The ability to analyze cryopreserved peripheral blood mononuclear cells (PBMCs) from biobanks for antigen-specific T-cell immunity is necessary to evaluate responses to immune-based therapies. Comprehensive studies have demonstrated that the quality of frozen PBMCs is critical and the maintenance of cell viability and functionality by using appropriate cryopreservation techniques is a key to the successful outcome of assays using PBMCs. Different cryomedia additives affect cell viability. The most common additive is fetal calf serum (FCS), although it is widely known that each FCS lot has to be tested before usage to prevent nonspecific stimulation of T-cells. Also, shipping of samples containing FCS is critical because of many import restrictions. Often, dimethyl sulfoxide (DMSO) is added as a cryoprotectant. However, DMSO concentration has to be reduced significantly because of its toxic effect on cells at room temperature. Therefore, we have developed freezing approaches to minimize cytotoxicity of cryoprotectants and maintain T-cell functionality. We compared different additives to the widely used FCS and found bovine serum albumin fraction V to be an appropriate substitute for the potentially immune-modulating FCS. We also found that DMSO concentration can be reduced by the addition of hydroxyethyl starch. Using our serum-free cryomedia, the PBMC recovery was more than 83% and the PBMC viability was more than 98%. Also, the T-cell functionality measured by enzyme-linked immunospot (ELISpot) was optimal after cryopreservation with our new cryomedia. On the basis of our experimental results, we could finally design 2 different, fully working cryomedia that are standardized, serum free, and manufactured under GMP conditions.

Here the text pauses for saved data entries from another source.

//! Replacement strategy kinds, outcomes, and per-host attempt order.
//!
//! Host editors frequently no-op the standard selection-replace command, and
//! blind DOM mutation can desync a rich editor's internal model from the
//! visible tree. The engine therefore escalates through an ordered list of
//! strategies, least invasive first, bottoming out at a clipboard copy that
//! never loses the generated text. The order is part of the contract; the
//! platform layer executes it and stops at the first success.

/// One replacement technique. See the browser layer for the implementations.
#[derive(Debug, Clone, Copy, PartialEq, Eq)]
pub enum StrategyKind {
    /// Restore the saved range, verify the selected string still matches the
    /// recorded text, then issue a single undoable insert-text command.
    ReselectInsert,
    /// Splice the new text into a form control's value at the first
    /// occurrence of the original, then synthesize one `input` event.
    ValueSplice,
    /// First-occurrence string replacement inside the editable node's
    /// serialized markup.
    MarkupSplice,
    /// Operate on the saved range endpoints directly: same-node offset
    /// splice, or clear the spanned contents and insert a fresh text node.
    RangeSplice,
    /// Write the text to the clipboard, restore the range, and issue a paste
    /// command.
    SimulatedPaste,
    /// Dispatch a synthetic insert-text input event at the active element.
    SyntheticInput,
    /// Dispatch a synthetic keydown per character. Last resort before the
    /// clipboard.
    SyntheticKeys,
    /// Terminal fallback: copy to the clipboard and tell the user to paste.
    ClipboardCopy,
}

/// Why a single strategy attempt failed. Failure never propagates beyond the
/// attempt; it only selects fallthrough to the next strategy.
#[derive(Debug, Clone, PartialEq, Eq)]
pub enum FailReason {
    /// The saved range no longer selects the recorded text.
    StaleRange,
    /// The original text was not found verbatim where this strategy looks.
    TextNotFound,
    /// The strategy does not apply to this target kind.
    NotApplicable,
    /// The editing command was rejected or reported no effect.
    CommandRejected,
    /// The platform call itself failed.
    Platform(String),
}

impl std::fmt::Display for FailReason {
    fn fmt(&self, f: &mut std::fmt::Formatter<'_>) -> std::fmt::Result {
        match self {
            FailReason::StaleRange => write!(f, "saved range is stale"),
            FailReason::TextNotFound => write!(f, "original text not found"),
            FailReason::NotApplicable => write!(f, "strategy not applicable"),
            FailReason::CommandRejected => write!(f, "editing command rejected"),
            FailReason::Platform(msg) => write!(f, "platform error: {msg}"),
        }
    }
}

/// Result of one strategy attempt.
#[derive(Debug, Clone, PartialEq, Eq)]
pub enum AttemptOutcome {
    /// Terminal: stop trying further strategies.
    Replaced,
    /// Non-terminal: fall through to the next strategy.
    Failed(FailReason),
}

/// Result of a whole engine run.
#[derive(Debug, Clone, PartialEq, Eq)]
pub enum EngineOutcome {
    /// A strategy mutated the page in place.
    Applied(StrategyKind),
    /// Everything in-place failed; the text is on the clipboard and the user
    /// was asked to paste manually.
    CopiedToClipboard,
    /// Even the clipboard write failed. The designed floor is the clipboard,
    /// so this only happens when the platform denies clipboard access.
    Failed,
}

impl EngineOutcome {
    /// Whether the new text ended up in the page without user help.
    pub fn replaced_in_place(&self) -> bool {
        matches!(self, EngineOutcome::Applied(_))
    }
}

use StrategyKind::*;

/// Plain fields, generic contenteditable, and unrecognized pages.
pub const GENERIC_ORDER: &[StrategyKind] = &[
    ReselectInsert,
    ValueSplice,
    MarkupSplice,
    RangeSplice,
    ClipboardCopy,
];

/// Google Docs virtualizes its text layer; generic DOM splices desync it, so
/// after the standard insert the engine goes straight to the simulated
/// editor-level inputs.
pub const GOOGLE_DOCS_ORDER: &[StrategyKind] = &[
    ReselectInsert,
    SimulatedPaste,
    SyntheticInput,
    SyntheticKeys,
    ClipboardCopy,
];

/// Notion tolerates direct range splices but needs an input event afterward
/// to notice the change, hence the synthetic input before the paste path.
pub const NOTION_ORDER: &[StrategyKind] = &[
    ReselectInsert,
    RangeSplice,
    SyntheticInput,
    SimulatedPaste,
    SyntheticKeys,
    ClipboardCopy,
];

/// GitHub's embedded editors keep a hidden textarea, so the value splice is
/// worth trying before the synthetic paths.
pub const GITHUB_ORDER: &[StrategyKind] = &[
    ReselectInsert,
    ValueSplice,
    MarkupSplice,
    RangeSplice,
    SyntheticInput,
    ClipboardCopy,
];

#[cfg(test)]
mod tests {
    use super::*;

    const ALL_ORDERS: &[&[StrategyKind]] =
        &[GENERIC_ORDER, GOOGLE_DOCS_ORDER, NOTION_ORDER, GITHUB_ORDER];

    #[test]
    fn every_order_starts_least_invasive() {
        for order in ALL_ORDERS {
            assert_eq!(order.first(), Some(&ReselectInsert));
        }
    }

    #[test]
    fn every_order_bottoms_out_at_clipboard_exactly_once() {
        for order in ALL_ORDERS {
            assert_eq!(order.last(), Some(&ClipboardCopy));
            assert_eq!(
                order.iter().filter(|s| **s == ClipboardCopy).count(),
                1,
                "clipboard fallback must be terminal and unique"
            );
        }
    }

    #[test]
    fn orders_have_no_duplicates() {
        for order in ALL_ORDERS {
            for (i, a) in order.iter().enumerate() {
                assert!(!order[i + 1..].contains(a));
            }
        }
    }

    #[test]
    fn failure_display_is_human_readable() {
        let reason = FailReason::Platform("no window".into());
        assert_eq!(reason.to_string(), "platform error: no window");
        assert_eq!(FailReason::StaleRange.to_string(), "saved range is stale");
    }
}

机译:分析生物库中的冷冻保存的外周血单核细胞(PBMC)的抗原特异性T细胞免疫能力对于评估对基于免疫疗法的反应是必需的。全面的研究表明,冷冻的PBMC的质量至关重要,并且通过使用适当的冷冻保存技术来维持细胞活力和功能性是使用PBMC成功进行检测的关键。不同的冷冻培养基添加剂会影响细胞活力。最普遍的添加剂是胎牛血清(FCS),尽管众所周知,每批FCS必须在使用前进行测试以防止非特异性刺激T细胞。另外,由于许多进口限制,运输含有FCS的样品也至关重要。通常,添加二甲基亚砜(DMSO)作为防冻剂。但是,由于DMSO在室温下对细胞的毒性作用,因此必须显着降低其浓度。因此,我们开发了冷冻方法以最小化冷冻保护剂的细胞毒性并维持T细胞功能。我们将不同的添加剂与广泛使用的FCS进行了比较,发现牛血清白蛋白V可以替代潜在的免疫调节FCS。我们还发现,通过添加羟乙基淀粉可以降低DMSO的浓度。使用我们的无血清冷冻培养基,PBMC的回收率超过83%,PBMC的生存力超过98%。同样,用我们的新型冷冻培养基冷冻保存后,通过酶联免疫斑点(ELISpot)测量的T细胞功能最佳。根据我们的实验结果,我们最终可以设计2种不同的,完全工作的,标准化的,无血清的,在GMP条件下生产的冷冻培养基。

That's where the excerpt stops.